Esta semana, o país não esteve à altura de Francisco Louçã. O velho dirigente trotskista apresentou o mais elaborado plano para uma revolução socialista em Portugal desde o clássico “Rumo à vitória” de Álvaro Cunhal, e quase ninguém percebeu. Pouca gente foi além da rama do documento, que tem a aparência inocente de mais um alvitre sobre a dívida pública. Mas este “Programa sustentável para a reestruturação da dívida portuguesa” é outra coisa.

Lenine sugeriu um dia que a melhor maneira de revolucionar uma sociedade era corromper a sua moeda, isto é, expropriar os patrimónios através da inflação. No século XXI, o seu discípulo Louçã descobriu outra maneira de chegar ao mesmo fim: renegar a dívida pública.

Para perceber isto, deixemos por agora de lado os efeitos que a bancarrota imaginada por Louçã teria na reputação e crédito do país, e olhemos antes para o seu impacto na estrutura social portuguesa.

O diabo, neste caso, está mesmo no que José Manuel Fernandes chamou os “pormenores”. Uma parte importante da dívida pública é detida por bancos, seguradoras, e famílias portuguesas que adquiriram títulos do tesouro e certificados de aforro. O projecto de Louçã é, basicamente, confiscar estes investimentos, depósitos e poupanças. Todos os credores do Estado, institucionais ou privados, directos ou indirectos (como os depositantes dos bancos), teriam perdas. Os bancos seriam nacionalizados. E os depósitos acima de 100 mil euros sofreriam um corte de 34%. É verdade: Louçã diz que “protegeria” os pequenos. Mas a questão está no “proteger”: os investidores e aforradores portugueses já não disporiam dos seus patrimónios por direito próprio, mas apenas por mercê do poder político. Ficariam, para sempre, sob o cutelo que, uma vez usado, voltaria certamente a ser usado outra vez.

É aqui que está a razão pela qual Louçã mostra tanta devoção pelo tema da “dívida”. O seu objectivo não é “libertar a economia”, mas aprisionar a sociedade. No novo Portugal de Louçã, os cidadãos estariam reduzidos a um aglomerado de gente expropriada ou “poupada” até ver, sem confiança, sem acesso a crédito no mercado, na total dependência da oligarquia política e dos seus apparatchiks.

No livro O Capital no Século XXI, Thomas Piketty explica como os Estados, ao recorrerem à inflação para se livrarem das dívidas de guerra no século XX, destruíram as velhas classes médias de aforradores. Mas Louçã não quer apenas acabar com os accionistas da banca ou os grandes depositantes.
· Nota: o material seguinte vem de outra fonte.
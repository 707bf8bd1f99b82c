//! Error types surfaced by the connection handler and its builder.

use std::io;

use thiserror::Error;

/// Failures reported by [`ProxyConnectionHandler`](crate::ProxyConnectionHandler).
///
/// Every variant is recoverable: the worst outcome is a disconnected handler
/// waiting for the caller to issue another `connect`.
#[derive(Debug, Error)]
pub enum ProxyError {
    /// The proxy could not be dialled within the connection timeout.
    #[error("unable to connect to proxy at address: {address}, err: {source}")]
    Connect {
        address: String,
        #[source]
        source: io::Error,
    },
    /// Buffered bytes could not be delivered; the session has been dropped.
    #[error("failed to flush data to proxy at address: {address}, err: {source}")]
    Flush {
        address: String,
        #[source]
        source: io::Error,
    },
    /// `send_data` was called while no connection is held.
    #[error("failed to send data: invalid proxy connection")]
    NotConnected,
    /// Writing into the session buffer failed. The session is kept.
    #[error("failed to send data: {0}")]
    Write(#[source] io::Error),
    /// The write path panicked; the session has been dropped.
    #[error("failed to send data: unexpected fault: {0}")]
    Fault(String),
    /// The background flush thread could not be spawned.
    #[error("failed to start flush worker: {0}")]
    Worker(#[source] io::Error),
    /// The handler has been closed and cannot be reused.
    #[error("proxy connection handler is closed")]
    Closed,
}

/// Errors that may occur while building a handler.
#[derive(Debug, Error)]
pub enum BuildError {
    /// Invalid user supplied configuration.
    #[error("invalid connection configuration: {0}")]
    InvalidConfig(String),
    /// The handler was built but could not be started.
    #[error(transparent)]
    Proxy(#[from] ProxyError),
}
//! Background thread flushing the session buffer on every tick.

use std::{
    io,
    thread::{self, JoinHandle},
    time::Instant,
};

use crossbeam_channel::{Receiver, Sender, bounded, select};
use log::{debug, warn};

use crate::error::ProxyError;

/// Handle to a running flush thread.
pub(crate) struct FlushWorker {
    stop: Sender<()>,
    handle: JoinHandle<()>,
}

/// Spawn a thread calling `flush` whenever `ticks` fires.
///
/// Flush errors are logged and the loop carries on. The loop exits when
/// [`FlushWorker::stop`] is called or the ticker is dropped.
pub(crate) fn spawn_flush_worker<F>(ticks: Receiver<Instant>, flush: F) -> io::Result<FlushWorker>
where
    F: Fn() -> Result<(), ProxyError> + Send + 'static,
{
    let (stop_tx, stop_rx) = bounded(1);
    let handle = thread::Builder::new()
        .name("proxy-flush".into())
        .spawn(move || flush_loop(&ticks, &stop_rx, flush))?;
    Ok(FlushWorker {
        stop: stop_tx,
        handle,
    })
}

fn flush_loop<F>(ticks: &Receiver<Instant>, stop: &Receiver<()>, flush: F)
where
    F: Fn() -> Result<(), ProxyError>,
{
    loop {
        select! {
            recv(ticks) -> tick => {
                if tick.is_err() {
                    debug!("flush ticker stopped; exiting flush worker");
                    return;
                }
                if let Err(err) = flush() {
                    warn!("{err}");
                }
            }
            recv(stop) -> _ => return,
        }
    }
}

impl FlushWorker {
    /// Signal the thread to exit and wait for it.
    pub(crate) fn stop(self) {
        let _ = self.stop.send(());
        if self.handle.join().is_err() {
            warn!("proxy flush worker panicked");
        }
    }
}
A sua “guerra” visa mais alto: o repúdio da dívida, na proposta de Louçã, é sobretudo um meio de atingir os patrimónios dos cidadãos e as suas garantias jurídicas, isto é, tudo aquilo que revolucionários como Louçã sempre entenderam como o principal obstáculo àquela expansão ilimitada do poder político sem a qual a revolução não é possível.

O caminho do serviço da dívida na zona é duro e poderá requerer negociações com os credores. Mas renegar a dívida nestes termos, como explicou mais uma vez Luís Campos e Cunha, seria pior. O país ficaria sem crédito, a não ser aquele que, sob condições severíssimas, nos fosse prestado pelo BCE. Mas mais do que isso, Portugal seria submetido, por via administrativa, sem ser preciso chamar o COPCON, a uma convulsão social que talvez deixasse na sombra o PREC de 1975. No panteão revolucionário, Louçã teria ganho o direito de ficar à frente de Cunhal.

Sim, o relatório de Louçã é bem o sucessor, cinquenta anos depois, do relatório de Cunhal. Até agora, já dividiu a frente “reestruturadora” de Março. Mas entre os companheiros de Louçã nesta aventura, está um deputado do PS, apoiante de Costa. No tempo de Mário Soares, votar no PS foi resistir a Cunhal. Precisamos de saber se com António Costa, votar no PS é ceder a Louçã.